[Dataset entries — start]

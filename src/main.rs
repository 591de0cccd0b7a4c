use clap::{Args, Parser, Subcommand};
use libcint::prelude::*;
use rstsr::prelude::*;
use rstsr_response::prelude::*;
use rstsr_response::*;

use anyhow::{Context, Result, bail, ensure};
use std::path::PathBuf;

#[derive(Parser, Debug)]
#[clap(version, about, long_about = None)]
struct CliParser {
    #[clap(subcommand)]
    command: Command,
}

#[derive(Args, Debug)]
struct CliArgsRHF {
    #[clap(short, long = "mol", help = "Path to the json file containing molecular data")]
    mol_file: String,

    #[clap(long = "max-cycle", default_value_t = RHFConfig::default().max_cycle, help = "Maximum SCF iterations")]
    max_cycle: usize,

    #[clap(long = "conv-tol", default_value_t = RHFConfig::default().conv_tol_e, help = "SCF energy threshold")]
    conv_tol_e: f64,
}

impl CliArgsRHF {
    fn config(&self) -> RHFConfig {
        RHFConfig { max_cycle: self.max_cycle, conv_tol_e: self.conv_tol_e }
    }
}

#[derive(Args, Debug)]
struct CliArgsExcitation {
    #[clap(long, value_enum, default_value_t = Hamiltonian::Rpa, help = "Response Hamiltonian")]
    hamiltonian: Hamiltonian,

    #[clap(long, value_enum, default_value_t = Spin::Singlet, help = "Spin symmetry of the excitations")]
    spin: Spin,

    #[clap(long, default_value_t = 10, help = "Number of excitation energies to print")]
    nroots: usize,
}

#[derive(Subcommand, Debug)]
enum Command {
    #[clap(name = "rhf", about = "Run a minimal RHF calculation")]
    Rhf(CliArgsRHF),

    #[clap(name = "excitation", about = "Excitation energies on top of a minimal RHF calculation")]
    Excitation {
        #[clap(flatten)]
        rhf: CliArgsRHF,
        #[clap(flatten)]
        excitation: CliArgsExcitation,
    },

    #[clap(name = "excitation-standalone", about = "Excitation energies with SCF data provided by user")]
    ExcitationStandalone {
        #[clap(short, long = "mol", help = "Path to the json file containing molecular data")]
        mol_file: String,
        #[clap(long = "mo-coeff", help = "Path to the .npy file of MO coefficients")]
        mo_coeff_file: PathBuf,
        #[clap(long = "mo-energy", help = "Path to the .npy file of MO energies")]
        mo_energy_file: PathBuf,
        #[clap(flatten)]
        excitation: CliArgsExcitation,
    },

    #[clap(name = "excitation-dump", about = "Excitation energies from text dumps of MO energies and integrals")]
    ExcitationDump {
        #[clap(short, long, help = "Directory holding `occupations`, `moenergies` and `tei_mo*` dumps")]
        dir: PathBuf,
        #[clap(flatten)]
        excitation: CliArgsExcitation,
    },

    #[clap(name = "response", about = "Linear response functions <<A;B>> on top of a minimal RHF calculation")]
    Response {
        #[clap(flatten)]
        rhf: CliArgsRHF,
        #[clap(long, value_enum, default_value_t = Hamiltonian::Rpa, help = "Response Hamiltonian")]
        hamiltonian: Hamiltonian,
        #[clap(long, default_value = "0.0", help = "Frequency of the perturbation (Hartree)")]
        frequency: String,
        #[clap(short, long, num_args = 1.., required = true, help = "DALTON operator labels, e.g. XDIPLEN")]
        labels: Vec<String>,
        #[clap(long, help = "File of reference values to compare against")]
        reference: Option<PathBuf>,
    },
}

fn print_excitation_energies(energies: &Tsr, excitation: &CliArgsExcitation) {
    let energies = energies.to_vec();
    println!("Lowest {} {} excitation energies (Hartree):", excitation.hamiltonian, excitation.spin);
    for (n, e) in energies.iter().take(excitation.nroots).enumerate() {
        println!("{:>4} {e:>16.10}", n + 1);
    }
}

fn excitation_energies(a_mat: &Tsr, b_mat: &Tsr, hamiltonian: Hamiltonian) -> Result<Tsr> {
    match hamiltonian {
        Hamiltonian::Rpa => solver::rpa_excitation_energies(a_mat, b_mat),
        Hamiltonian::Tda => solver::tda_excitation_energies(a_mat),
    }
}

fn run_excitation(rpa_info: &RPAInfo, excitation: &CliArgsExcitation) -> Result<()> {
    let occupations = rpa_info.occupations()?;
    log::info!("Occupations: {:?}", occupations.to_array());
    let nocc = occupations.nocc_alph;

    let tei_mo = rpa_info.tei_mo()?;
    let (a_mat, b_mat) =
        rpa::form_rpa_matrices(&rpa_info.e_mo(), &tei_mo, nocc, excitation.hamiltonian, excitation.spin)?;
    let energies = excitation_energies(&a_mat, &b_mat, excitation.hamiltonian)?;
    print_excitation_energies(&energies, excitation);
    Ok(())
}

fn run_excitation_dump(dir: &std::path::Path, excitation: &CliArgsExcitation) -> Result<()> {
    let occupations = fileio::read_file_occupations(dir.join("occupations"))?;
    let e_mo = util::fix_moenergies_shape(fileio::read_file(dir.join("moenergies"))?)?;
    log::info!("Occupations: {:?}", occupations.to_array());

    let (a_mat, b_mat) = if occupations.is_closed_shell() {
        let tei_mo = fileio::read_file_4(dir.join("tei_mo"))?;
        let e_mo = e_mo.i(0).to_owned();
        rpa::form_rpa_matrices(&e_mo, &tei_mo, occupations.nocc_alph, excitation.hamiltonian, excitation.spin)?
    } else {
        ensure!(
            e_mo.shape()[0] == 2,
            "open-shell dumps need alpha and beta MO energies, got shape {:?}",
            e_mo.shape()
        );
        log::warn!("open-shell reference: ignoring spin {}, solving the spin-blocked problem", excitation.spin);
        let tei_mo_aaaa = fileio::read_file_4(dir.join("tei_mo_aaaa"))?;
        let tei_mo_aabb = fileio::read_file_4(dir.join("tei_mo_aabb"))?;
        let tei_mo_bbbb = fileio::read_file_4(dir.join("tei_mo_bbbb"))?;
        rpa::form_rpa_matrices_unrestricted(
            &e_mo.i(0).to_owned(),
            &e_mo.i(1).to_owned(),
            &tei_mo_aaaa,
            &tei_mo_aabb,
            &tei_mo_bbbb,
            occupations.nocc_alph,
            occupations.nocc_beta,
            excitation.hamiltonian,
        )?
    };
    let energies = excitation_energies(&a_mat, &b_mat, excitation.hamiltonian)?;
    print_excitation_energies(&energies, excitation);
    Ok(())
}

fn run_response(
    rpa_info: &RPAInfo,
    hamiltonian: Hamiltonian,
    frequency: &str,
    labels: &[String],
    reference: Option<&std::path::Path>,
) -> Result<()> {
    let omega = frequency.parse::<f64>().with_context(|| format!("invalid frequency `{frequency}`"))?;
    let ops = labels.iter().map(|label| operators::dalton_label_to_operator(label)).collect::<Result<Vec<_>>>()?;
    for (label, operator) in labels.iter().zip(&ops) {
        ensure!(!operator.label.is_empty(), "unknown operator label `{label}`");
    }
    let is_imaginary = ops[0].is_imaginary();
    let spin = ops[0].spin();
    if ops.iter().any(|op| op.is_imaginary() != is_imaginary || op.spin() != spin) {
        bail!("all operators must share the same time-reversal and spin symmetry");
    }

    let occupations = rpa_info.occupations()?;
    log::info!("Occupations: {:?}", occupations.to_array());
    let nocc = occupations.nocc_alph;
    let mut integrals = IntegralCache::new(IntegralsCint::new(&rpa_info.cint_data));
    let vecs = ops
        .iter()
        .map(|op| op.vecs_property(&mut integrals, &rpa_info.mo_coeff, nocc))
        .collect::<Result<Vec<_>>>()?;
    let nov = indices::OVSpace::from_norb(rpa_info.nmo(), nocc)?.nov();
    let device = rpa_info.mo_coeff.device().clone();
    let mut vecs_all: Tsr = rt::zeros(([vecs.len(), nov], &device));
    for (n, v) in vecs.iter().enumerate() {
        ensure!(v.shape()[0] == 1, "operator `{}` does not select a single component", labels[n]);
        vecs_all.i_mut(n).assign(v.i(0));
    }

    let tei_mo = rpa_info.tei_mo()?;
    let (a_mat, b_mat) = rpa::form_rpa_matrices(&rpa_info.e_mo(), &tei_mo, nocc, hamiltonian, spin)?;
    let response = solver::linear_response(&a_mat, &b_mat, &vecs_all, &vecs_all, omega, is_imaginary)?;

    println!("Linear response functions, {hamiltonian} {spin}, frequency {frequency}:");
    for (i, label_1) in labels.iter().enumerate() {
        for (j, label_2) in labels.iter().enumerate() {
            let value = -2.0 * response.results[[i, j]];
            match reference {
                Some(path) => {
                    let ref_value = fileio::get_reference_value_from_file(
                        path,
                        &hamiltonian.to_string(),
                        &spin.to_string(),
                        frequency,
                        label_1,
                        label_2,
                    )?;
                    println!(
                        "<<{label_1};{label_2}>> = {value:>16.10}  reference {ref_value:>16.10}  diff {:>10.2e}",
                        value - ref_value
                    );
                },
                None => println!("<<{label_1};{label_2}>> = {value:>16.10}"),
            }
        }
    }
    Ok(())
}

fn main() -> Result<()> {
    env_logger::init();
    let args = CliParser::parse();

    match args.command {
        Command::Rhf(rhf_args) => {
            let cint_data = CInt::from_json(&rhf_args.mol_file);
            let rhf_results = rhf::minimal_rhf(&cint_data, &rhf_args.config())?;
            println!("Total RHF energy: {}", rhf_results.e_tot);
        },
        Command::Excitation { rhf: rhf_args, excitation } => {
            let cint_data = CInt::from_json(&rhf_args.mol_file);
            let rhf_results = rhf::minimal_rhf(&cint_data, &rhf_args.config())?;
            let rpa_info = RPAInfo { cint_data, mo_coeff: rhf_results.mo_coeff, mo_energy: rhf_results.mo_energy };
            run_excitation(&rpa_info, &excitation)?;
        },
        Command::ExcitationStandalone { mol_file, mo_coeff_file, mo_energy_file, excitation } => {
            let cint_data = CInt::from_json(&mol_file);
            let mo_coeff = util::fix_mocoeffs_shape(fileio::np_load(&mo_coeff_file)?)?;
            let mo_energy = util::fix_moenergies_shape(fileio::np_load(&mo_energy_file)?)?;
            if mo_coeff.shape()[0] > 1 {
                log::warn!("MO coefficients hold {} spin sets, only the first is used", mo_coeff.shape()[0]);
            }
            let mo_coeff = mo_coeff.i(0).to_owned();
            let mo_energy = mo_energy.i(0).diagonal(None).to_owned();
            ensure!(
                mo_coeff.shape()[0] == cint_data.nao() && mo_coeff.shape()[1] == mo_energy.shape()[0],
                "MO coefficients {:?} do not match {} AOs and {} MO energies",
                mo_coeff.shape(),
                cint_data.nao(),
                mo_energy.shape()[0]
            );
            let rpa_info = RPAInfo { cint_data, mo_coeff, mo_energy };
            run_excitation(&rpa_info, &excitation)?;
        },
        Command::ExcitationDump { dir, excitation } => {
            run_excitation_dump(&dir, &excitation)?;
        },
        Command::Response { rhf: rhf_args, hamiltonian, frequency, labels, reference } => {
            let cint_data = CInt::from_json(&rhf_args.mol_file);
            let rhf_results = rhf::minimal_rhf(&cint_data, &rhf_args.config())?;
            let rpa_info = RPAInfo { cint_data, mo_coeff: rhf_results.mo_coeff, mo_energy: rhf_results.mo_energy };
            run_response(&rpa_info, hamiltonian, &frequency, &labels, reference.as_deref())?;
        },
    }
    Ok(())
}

[Dataset entries — finish]

Problem
Please retype, exactly as written, every line from the line containing "cint_data, mo_coeff, mo_energy" through the last line of the records above, including both of those lines, and nothing else.

Finished task
            let rpa_info = RPAInfo { cint_data, mo_coeff, mo_energy };
            run_excitation(&rpa_info, &excitation)?;
        },
        Command::ExcitationDump { dir, excitation } => {
            run_excitation_dump(&dir, &excitation)?;
        },
        Command::Response { rhf: rhf_args, hamiltonian, frequency, labels, reference } => {
            let cint_data = CInt::from_json(&rhf_args.mol_file);
            let rhf_results = rhf::minimal_rhf(&cint_data, &rhf_args.config())?;
            let rpa_info = RPAInfo { cint_data, mo_coeff: rhf_results.mo_coeff, mo_energy: rhf_results.mo_energy };
            run_response(&rpa_info, hamiltonian, &frequency, &labels, reference.as_deref())?;
        },
    }
    Ok(())
}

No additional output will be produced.